Task objective:
Gather all lines in the entries below that include the word "mres".

Supplied data:
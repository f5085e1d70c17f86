/*
 * SPDX-FileCopyrightText: 2026 Wavelens GmbH <info@wavelens.io>
 *
 * SPDX-License-Identifier: AGPL-3.0-only
 */

//! Tests for the validation pipeline

extern crate meridian_core;
use meridian_core::types::{Cli, DeviceData, PacketData, ProjectData};
use meridian_core::validate::*;

fn test_cli(deny_patterns: Option<String>) -> Cli {
    Cli {
        log_level: "info".to_string(),
        database_url: None,
        database_url_file: None,
        deny_patterns,
        disable_registration: false,
    }
}

#[test]
fn test_null_required_string_yields_two_violations() {
    let data = ProjectData {
        name: None,
        description: None,
    };

    let violations = validate_project(&data, &DenyPatterns::default());

    assert_eq!(violations.len(), 2);
    assert!(violations.iter().all(|v| v.field == "name"));
    assert_eq!(violations[0].message, "must not be null");
    assert_eq!(violations[1].message, "must not be empty");
}

#[test]
fn test_empty_required_string_yields_one_violation() {
    let data = ProjectData {
        name: Some("".to_string()),
        description: None,
    };

    let violations = validate_project(&data, &DenyPatterns::default());

    assert_eq!(violations.len(), 1);
    assert_eq!(violations[0].field, "name");
    assert_eq!(violations[0].message, "must not be empty");
}

#[test]
fn test_overlong_value_echoed_verbatim() {
    let long_name = "a".repeat(256);
    let data = ProjectData {
        name: Some(long_name.clone()),
        description: None,
    };

    let violations = validate_project(&data, &DenyPatterns::default());

    assert_eq!(violations.len(), 1);
    assert_eq!(violations[0].field, "name");
    assert_eq!(violations[0].message, "length must be at most 255");
    assert_eq!(violations[0].invalid_value.as_deref(), Some(long_name.as_str()));
}

#[test]
fn test_deny_patterns_reject_markup() {
    let patterns = DenyPatterns::default();

    for value in [
        "click javascript:alert(1)",
        "vbscript:MsgBox",
        "hello <script>alert(1)</script>",
        "</script> trailing",
    ] {
        let data = ProjectData {
            name: Some(value.to_string()),
            description: None,
        };

        let violations = validate_project(&data, &patterns);
        assert_eq!(violations.len(), 1, "expected rejection for {value}");
        assert_eq!(violations[0].message, "contains forbidden markup");
    }
}

#[test]
fn test_deny_patterns_are_case_insensitive() {
    let patterns = DenyPatterns::default();

    let data = ProjectData {
        name: Some("JaVaScRiPt:alert(1)".to_string()),
        description: None,
    };

    let violations = validate_project(&data, &patterns);
    assert_eq!(violations.len(), 1);
    assert_eq!(violations[0].message, "contains forbidden markup");
}

#[test]
fn test_deny_patterns_extended_from_cli() {
    let cli = test_cli(Some("onload=, onerror=".to_string()));
    let patterns = DenyPatterns::from_cli(&cli);

    assert!(patterns.matches("<img onload=steal()>"));
    assert!(patterns.matches("<img ONERROR=steal()>"));
    assert!(!DenyPatterns::default().matches("<img onload=steal()>"));
}

#[test]
fn test_packet_pipeline_never_short_circuits() {
    let violations = validate_packet(&PacketData::default(), &DenyPatterns::default());

    // name 2, version 2, four enums 1 each, both timestamp strings 2 each
    assert_eq!(violations.len(), 12);

    for field in [
        "name",
        "version",
        "packet_type",
        "format",
        "serialization",
        "traffic_plan",
        "timestamp_field",
        "timestamp_format",
    ] {
        assert!(
            violations.iter().any(|v| v.field == field),
            "missing violation for {field}"
        );
    }
}

#[test]
fn test_enum_fields_report_null_once() {
    let data = PacketData {
        device: Some(1),
        name: Some("temperature".to_string()),
        packet_type: None,
        format: None,
        serialization: None,
        version: Some("1".to_string()),
        traffic_plan: None,
        timestamp_field: Some("timestamp".to_string()),
        timestamp_format: Some("unix".to_string()),
        unix_timestamp: Some(true),
    };

    let violations = validate_packet(&data, &DenyPatterns::default());

    assert_eq!(violations.len(), 4);
    assert!(violations.iter().all(|v| v.message == "must not be null"));
}

#[test]
fn test_valid_device_passes() {
    let data = DeviceData {
        project: Some(7),
        device_name: Some("gw-0042".to_string()),
        brand: Some("Acme".to_string()),
        model: None,
        firmware_version: Some("2.4.1".to_string()),
        software_version: None,
        description: Some("Gateway in the north field".to_string()),
    };

    let violations = validate_device(&data, &DenyPatterns::default());
    assert!(violations.is_empty());
}
/*
 * SPDX-FileCopyrightText: 2026 Wavelens GmbH <info@wavelens.io>
 *
 * SPDX-License-Identifier: AGPL-3.0-only
 */

use chrono::Utc;
use sea_orm::ActiveValue::Set;
use sea_orm::{
    ActiveModelTrait, ColumnTrait, Condition, EntityTrait, IntoActiveModel, QueryFilter,
};
use std::sync::Arc;

use super::authorization::authorize;
use super::database::get_role;
use super::error::{CoreError, CoreResult};
use super::types::*;

/// Verbs an operation can require. Each occupies one bit in the
/// per-resource bitmask stored on a permission record.
#[derive(Copy, Clone, Debug, PartialEq, Eq)]
pub enum Action {
    Find = 0,
    FindAll = 1,
    Save = 2,
    Update = 3,
    Remove = 4,
    /// Listing the packets of a device; specific to the device resource.
    ListPackets = 5,
}

#[derive(Copy, Clone, Debug, PartialEq, Eq)]
pub enum Resource {
    Project,
    Device,
    Packet,
    PacketField,
    User,
    Role,
    Permission,
}

const CRUD_ACTIONS: [Action; 5] = [
    Action::Find,
    Action::FindAll,
    Action::Save,
    Action::Update,
    Action::Remove,
];

const DEVICE_ACTIONS: [Action; 6] = [
    Action::Find,
    Action::FindAll,
    Action::Save,
    Action::Update,
    Action::Remove,
    Action::ListPackets,
];

impl Resource {
    pub fn name(&self) -> &'static str {
        match self {
            Resource::Project => "project",
            Resource::Device => "device",
            Resource::Packet => "packet",
            Resource::PacketField => "packet_field",
            Resource::User => "user",
            Resource::Role => "role",
            Resource::Permission => "permission",
        }
    }

    /// The registry of verbs this resource supports.
    pub fn actions(&self) -> &'static [Action] {
        match self {
            Resource::Device => &DEVICE_ACTIONS,
            _ => &CRUD_ACTIONS,
        }
    }

    /// Owned resources sit on an ownership chain ending at a project owner;
    /// their visibility is restricted to that owner.
    pub fn owned(&self) -> bool {
        matches!(
            self,
            Resource::Project | Resource::Device | Resource::Packet | Resource::PacketField
        )
    }
}

pub fn action_bit(action_ids: i64, action: Action) -> bool {
    action_ids & (1 << action as i64) != 0
}

pub fn with_action_bit(action_ids: i64, action: Action, value: bool) -> i64 {
    if value {
        action_ids | (1 << action as i64)
    } else {
        action_ids & !(1 << action as i64)
    }
}

/// Bitmask with every registered action of the resource set.
pub fn full_mask(resource: Resource) -> i64 {
    resource
        .actions()
        .iter()
        .fold(0, |mask, action| with_action_bit(mask, *action, true))
}

/// ORs the action into the single live (role, resource) record, inserting
/// it if the pair has no record yet. Never creates a second record for the
/// same pair.
pub async fn grant_permission(
    state: Arc<ServerState>,
    role: &MRole,
    resource: Resource,
    action: Action,
) -> CoreResult<MPermission> {
    let existing = EPermission::find()
        .filter(
            Condition::all()
                .add(CPermission::Role.eq(role.id))
                .add(CPermission::Resource.eq(resource.name())),
        )
        .one(&state.db)
        .await?;

    let now = Utc::now().naive_utc();

    let permission = match existing {
        Some(permission) => {
            if action_bit(permission.action_ids, action) {
                return Ok(permission);
            }

            let mut apermission = permission.clone().into_active_model();
            apermission.action_ids = Set(with_action_bit(permission.action_ids, action, true));
            apermission.entity_version = Set(permission.entity_version + 1);
            apermission.updated_at = Set(now);
            apermission.update(&state.db).await?
        }
        None => {
            let apermission = APermission {
                entity_version: Set(1),
                role: Set(role.id),
                resource: Set(resource.name().to_string()),
                action_ids: Set(with_action_bit(0, action, true)),
                created_at: Set(now),
                updated_at: Set(now),
                ..Default::default()
            };

            apermission.insert(&state.db).await?
        }
    };

    tracing::debug!(
        "Granted {:?} on {} to role {}",
        action,
        resource.name(),
        role.name
    );

    Ok(permission)
}

/// Clears the action bit on the (role, resource) record if one exists.
pub async fn revoke_permission(
    state: Arc<ServerState>,
    role: &MRole,
    resource: Resource,
    action: Action,
) -> CoreResult<()> {
    let existing = EPermission::find()
        .filter(
            Condition::all()
                .add(CPermission::Role.eq(role.id))
                .add(CPermission::Resource.eq(resource.name())),
        )
        .one(&state.db)
        .await?;

    let Some(permission) = existing else {
        return Ok(());
    };

    if !action_bit(permission.action_ids, action) {
        return Ok(());
    }

    let mut apermission = permission.clone().into_active_model();
    apermission.action_ids = Set(with_action_bit(permission.action_ids, action, false));
    apermission.entity_version = Set(permission.entity_version + 1);
    apermission.updated_at = Set(Utc::now().naive_utc());
    apermission.update(&state.db).await?;

    tracing::debug!(
        "Revoked {:?} on {} from role {}",
        action,
        resource.name(),
        role.name
    );

    Ok(())
}

/// The user's effective bitmask for the resource: the OR across the masks
/// contributed by every role the user holds.
pub async fn effective_permissions(
    state: Arc<ServerState>,
    user: &MUser,
    resource: Resource,
) -> CoreResult<i64> {
    let role_ids = EUserRole::find()
        .filter(CUserRole::User.eq(user.id))
        .all(&state.db)
        .await?
        .iter()
        .map(|user_role| user_role.role)
        .collect::<Vec<i64>>();

    if role_ids.is_empty() {
        return Ok(0);
    }

    let mask = EPermission::find()
        .filter(
            Condition::all()
                .add(CPermission::Role.is_in(role_ids))
                .add(CPermission::Resource.eq(resource.name())),
        )
        .all(&state.db)
        .await?
        .iter()
        .fold(0, |mask, permission| mask | permission.action_ids);

    Ok(mask)
}

pub async fn has_permission(
    state: Arc<ServerState>,
    user: &MUser,
    resource: Resource,
    action: Action,
) -> CoreResult<bool> {
    if user.admin {
        return Ok(true);
    }

    let mask = effective_permissions(state, user, resource).await?;
    Ok(action_bit(mask, action))
}

/// Permission management on behalf of an acting user.
pub async fn grant_permission_to_role(
    state: Arc<ServerState>,
    user: &MUser,
    role_id: i64,
    resource: Resource,
    action: Action,
) -> CoreResult<MPermission> {
    authorize(
        Arc::clone(&state),
        user,
        Resource::Permission,
        Action::Update,
        None,
    )
    .await?;

    if !resource.actions().contains(&action) {
        return Err(CoreError::not_found("action"));
    }

    let role = get_role(Arc::clone(&state), role_id).await?;
    grant_permission(state, &role, resource, action).await
}

pub async fn revoke_permission_from_role(
    state: Arc<ServerState>,
    user: &MUser,
    role_id: i64,
    resource: Resource,
    action: Action,
) -> CoreResult<()> {
    authorize(
        Arc::clone(&state),
        user,
        Resource::Permission,
        Action::Update,
        None,
    )
    .await?;

    let role = get_role(Arc::clone(&state), role_id).await?;
    revoke_permission(state, &role, resource, action).await
}
/*
 * SPDX-FileCopyrightText: 2026 Wavelens GmbH <info@wavelens.io>
 *
 * SPDX-License-Identifier: AGPL-3.0-only
 */

use super::consts::{DENY_PATTERNS, MAX_DESCRIPTION_LENGTH, MAX_NAME_LENGTH};
use super::error::Violation;
use super::types::*;

/// Configurable blocklist for the malicious-markup rule. Patterns are held
/// lowercased; matching is case-insensitive substring.
#[derive(Debug, Clone)]
pub struct DenyPatterns(Vec<String>);

impl Default for DenyPatterns {
    fn default() -> Self {
        DenyPatterns(DENY_PATTERNS.iter().map(|s| s.to_string()).collect())
    }
}

impl DenyPatterns {
    /// Built-in patterns plus any comma-separated additions from the CLI.
    pub fn from_cli(cli: &Cli) -> Self {
        let mut patterns = DenyPatterns::default();

        if let Some(extra) = &cli.deny_patterns {
            for pattern in extra.split(',') {
                let pattern = pattern.trim().to_lowercase();
                if !pattern.is_empty() && !patterns.0.contains(&pattern) {
                    patterns.0.push(pattern);
                }
            }
        }

        patterns
    }

    pub fn matches(&self, value: &str) -> bool {
        let value = value.to_lowercase();
        self.0.iter().any(|pattern| value.contains(pattern))
    }
}

fn violation(field: &str, message: &str, invalid_value: Option<&str>) -> Violation {
    Violation {
        field: field.to_string(),
        message: message.to_string(),
        invalid_value: invalid_value.map(|value| value.to_string()),
    }
}

/// Required strings fail two independent rules on null (non-null and
/// non-empty) and one on empty, so a null input reports two violations.
pub fn required_string(field: &str, value: Option<&str>, violations: &mut Vec<Violation>) {
    match value {
        None => {
            violations.push(violation(field, "must not be null", None));
            violations.push(violation(field, "must not be empty", None));
        }
        Some(s) if s.is_empty() => {
            violations.push(violation(field, "must not be empty", Some(s)));
        }
        _ => {}
    }
}

pub fn required_value<T>(field: &str, value: Option<&T>, violations: &mut Vec<Violation>) {
    if value.is_none() {
        violations.push(violation(field, "must not be null", None));
    }
}

pub fn max_length(field: &str, value: Option<&str>, max: usize, violations: &mut Vec<Violation>) {
    if let Some(s) = value {
        if s.chars().count() > max {
            violations.push(violation(
                field,
                &format!("length must be at most {}", max),
                Some(s),
            ));
        }
    }
}

pub fn no_forbidden_markup(
    field: &str,
    value: Option<&str>,
    patterns: &DenyPatterns,
    violations: &mut Vec<Violation>,
) {
    if let Some(s) = value {
        if patterns.matches(s) {
            violations.push(violation(field, "contains forbidden markup", Some(s)));
        }
    }
}

fn checked_text(
    field: &str,
    value: Option<&str>,
    max: usize,
    patterns: &DenyPatterns,
    violations: &mut Vec<Violation>,
) {
    max_length(field, value, max, violations);
    no_forbidden_markup(field, value, patterns, violations);
}

pub fn validate_project(data: &ProjectData, patterns: &DenyPatterns) -> Vec<Violation> {
    let mut violations = Vec::new();

    required_string("name", data.name.as_deref(), &mut violations);
    checked_text(
        "name",
        data.name.as_deref(),
        MAX_NAME_LENGTH,
        patterns,
        &mut violations,
    );
    checked_text(
        "description",
        data.description.as_deref(),
        MAX_DESCRIPTION_LENGTH,
        patterns,
        &mut violations,
    );

    violations
}

pub fn validate_device(data: &DeviceData, patterns: &DenyPatterns) -> Vec<Violation> {
    let mut violations = Vec::new();

    required_string("device_name", data.device_name.as_deref(), &mut violations);
    checked_text(
        "device_name",
        data.device_name.as_deref(),
        MAX_NAME_LENGTH,
        patterns,
        &mut violations,
    );

    for (field, value) in [
        ("brand", data.brand.as_deref()),
        ("model", data.model.as_deref()),
        ("firmware_version", data.firmware_version.as_deref()),
        ("software_version", data.software_version.as_deref()),
    ] {
        checked_text(field, value, MAX_NAME_LENGTH, patterns, &mut violations);
    }

    checked_text(
        "description",
        data.description.as_deref(),
        MAX_DESCRIPTION_LENGTH,
        patterns,
        &mut violations,
    );

    violations
}

pub fn validate_packet(data: &PacketData, patterns: &DenyPatterns) -> Vec<Violation> {
    let mut violations = Vec::new();

    required_string("name", data.name.as_deref(), &mut violations);
    checked_text(
        "name",
        data.name.as_deref(),
        MAX_NAME_LENGTH,
        patterns,
        &mut violations,
    );

    required_string("version", data.version.as_deref(), &mut violations);
    checked_text(
        "version",
        data.version.as_deref(),
        MAX_NAME_LENGTH,
        patterns,
        &mut violations,
    );

    required_value("packet_type", data.packet_type.as_ref(), &mut violations);
    required_value("format", data.format.as_ref(), &mut violations);
    required_value("serialization", data.serialization.as_ref(), &mut violations);
    required_value("traffic_plan", data.traffic_plan.as_ref(), &mut violations);

    required_string(
        "timestamp_field",
        data.timestamp_field.as_deref(),
        &mut violations,
    );
    checked_text(
        "timestamp_field",
        data.timestamp_field.as_deref(),
        MAX_NAME_LENGTH,
        patterns,
        &mut violations,
    );

    required_string(
        "timestamp_format",
        data.timestamp_format.as_deref(),
        &mut violations,
    );
    checked_text(
        "timestamp_format",
        data.timestamp_format.as_deref(),
        MAX_NAME_LENGTH,
        patterns,
        &mut violations,
    );

    violations
}

pub fn validate_packet_field(data: &PacketFieldData, patterns: &DenyPatterns) -> Vec<Violation> {
    let mut violations = Vec::new();

    required_string("name", data.name.as_deref(), &mut violations);
    checked_text(
        "name",
        data.name.as_deref(),
        MAX_NAME_LENGTH,
        patterns,
        &mut violations,
    );

    checked_text(
        "description",
        data.description.as_deref(),
        MAX_DESCRIPTION_LENGTH,
        patterns,
        &mut violations,
    );

    required_value("field_type", data.field_type.as_ref(), &mut violations);
    required_value("multiplicity", data.multiplicity.as_ref(), &mut violations);

    checked_text(
        "unit",
        data.unit.as_deref(),
        MAX_NAME_LENGTH,
        patterns,
        &mut violations,
    );
    no_forbidden_markup("value", data.value.as_deref(), patterns, &mut violations);

    violations
}

pub fn validate_user(data: &UserData, patterns: &DenyPatterns) -> Vec<Violation> {
    let mut violations = Vec::new();

    required_string("username", data.username.as_deref(), &mut violations);
    checked_text(
        "username",
        data.username.as_deref(),
        MAX_NAME_LENGTH,
        patterns,
        &mut violations,
    );

    violations
}

pub fn validate_role(data: &RoleData, patterns: &DenyPatterns) -> Vec<Violation> {
    let mut violations = Vec::new();

    required_string("name", data.name.as_deref(), &mut violations);
    checked_text(
        "name",
        data.name.as_deref(),
        MAX_NAME_LENGTH,
        patterns,
        &mut violations,
    );
    checked_text(
        "description",
        data.description.as_deref(),
        MAX_DESCRIPTION_LENGTH,
        patterns,
        &mut violations,
    );

    violations
}
/*
 * SPDX-FileCopyrightText: 2026 Wavelens GmbH <info@wavelens.io>
 *
 * SPDX-License-Identifier: AGPL-3.0-only
 */

//! Tests for user registration, role assignment and role lifecycle

extern crate meridian_core;

use chrono::NaiveDate;
use entity::*;
use meridian_core::consts::{BASE_ROLE_ADMIN_ID, BASE_ROLE_REGISTERED_ID};
use meridian_core::error::CoreError;
use meridian_core::role::{delete_role, save_role};
use meridian_core::types::{Cli, RoleData, ServerState, UserData};
use meridian_core::user::*;
use sea_orm::{DatabaseBackend, DatabaseConnection, MockDatabase};
use std::sync::Arc;

fn naive_date() -> chrono::NaiveDateTime {
    NaiveDate::from_ymd_opt(2026, 1, 1)
        .unwrap()
        .and_hms_opt(0, 0, 0)
        .unwrap()
}

fn test_state_with(db: DatabaseConnection, disable_registration: bool) -> Arc<ServerState> {
    Arc::new(ServerState {
        db,
        cli: Cli {
            log_level: "info".to_string(),
            database_url: None,
            database_url_file: None,
            deny_patterns: None,
            disable_registration,
        },
    })
}

fn test_state(db: DatabaseConnection) -> Arc<ServerState> {
    test_state_with(db, false)
}

fn test_user(id: i64, admin: bool) -> user::Model {
    user::Model {
        id,
        entity_version: 1,
        username: format!("user-{id}"),
        admin,
        created_at: naive_date(),
        updated_at: naive_date(),
    }
}

fn test_role(id: i64) -> role::Model {
    role::Model {
        id,
        entity_version: 1,
        name: format!("role-{id}"),
        description: String::new(),
        created_at: naive_date(),
        updated_at: naive_date(),
    }
}

#[tokio::test]
async fn test_register_user_assigns_default_role() {
    let registered = user::Model {
        id: 10,
        entity_version: 1,
        username: "mres".to_string(),
        admin: false,
        created_at: naive_date(),
        updated_at: naive_date(),
    };

    let db = MockDatabase::new(DatabaseBackend::Postgres)
        .append_query_results([Vec::<user::Model>::new()])
        .append_query_results([vec![registered]])
        .append_query_results([vec![user_role::Model {
            id: 1,
            user: 10,
            role: BASE_ROLE_REGISTERED_ID,
        }]])
        .into_connection();
    let state = test_state(db);

    let data = UserData {
        username: Some("mres".to_string()),
        admin: false,
    };

    let user = register_user(state, data).await.unwrap();

    assert_eq!(user.id, 10);
    assert_eq!(user.username, "mres");
}

#[tokio::test]
async fn test_register_user_disabled() {
    let db = MockDatabase::new(DatabaseBackend::Postgres).into_connection();
    let state = test_state_with(db, true);

    let data = UserData {
        username: Some("mres".to_string()),
        admin: false,
    };

    let err = register_user(state, data).await.unwrap_err();
    assert!(err.is_unauthorized());
}

#[tokio::test]
async fn test_register_user_duplicate_username() {
    let db = MockDatabase::new(DatabaseBackend::Postgres)
        .append_query_results([vec![test_user(3, false)]])
        .into_connection();
    let state = test_state(db);

    let data = UserData {
        username: Some("user-3".to_string()),
        admin: false,
    };

    let err = register_user(state, data).await.unwrap_err();

    match err {
        CoreError::Duplicate(fields) => assert_eq!(fields, vec!["username".to_string()]),
        other => panic!("expected duplicate, got {other}"),
    }
}

#[tokio::test]
async fn test_add_role_to_user_is_idempotent() {
    let existing = user_role::Model {
        id: 8,
        user: 3,
        role: 5,
    };

    // user, role, then the already-present link; an insert would run the
    // mock dry
    let db = MockDatabase::new(DatabaseBackend::Postgres)
        .append_query_results([vec![test_user(3, false)]])
        .append_query_results([vec![test_role(5)]])
        .append_query_results([vec![existing.clone()]])
        .into_connection();
    let state = test_state(db);

    let link = add_role_to_user(state, &test_user(1, true), 3, 5)
        .await
        .unwrap();

    assert_eq!(link, existing);
}

#[tokio::test]
async fn test_save_role_duplicate_name() {
    let db = MockDatabase::new(DatabaseBackend::Postgres)
        .append_query_results([vec![test_role(5)]])
        .into_connection();
    let state = test_state(db);

    let data = RoleData {
        name: Some("role-5".to_string()),
        description: None,
    };

    let err = save_role(state, &test_user(1, true), data)
        .await
        .unwrap_err();

    match err {
        CoreError::Duplicate(fields) => assert_eq!(fields, vec!["name".to_string()]),
        other => panic!("expected duplicate, got {other}"),
    }
}

#[tokio::test]
async fn test_builtin_roles_cannot_be_deleted() {
    let db = MockDatabase::new(DatabaseBackend::Postgres).into_connection();
    let state = test_state(db);

    let err = delete_role(Arc::clone(&state), &test_user(1, true), BASE_ROLE_REGISTERED_ID)
        .await
        .unwrap_err();
    assert!(err.is_unauthorized());

    let err = delete_role(state, &test_user(1, true), BASE_ROLE_ADMIN_ID)
        .await
        .unwrap_err();
    assert!(err.is_unauthorized());
}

Written response:
        username: "mres".to_string(),
        username: Some("mres".to_string()),
    assert_eq!(user.username, "mres");
        username: Some("mres".to_string()),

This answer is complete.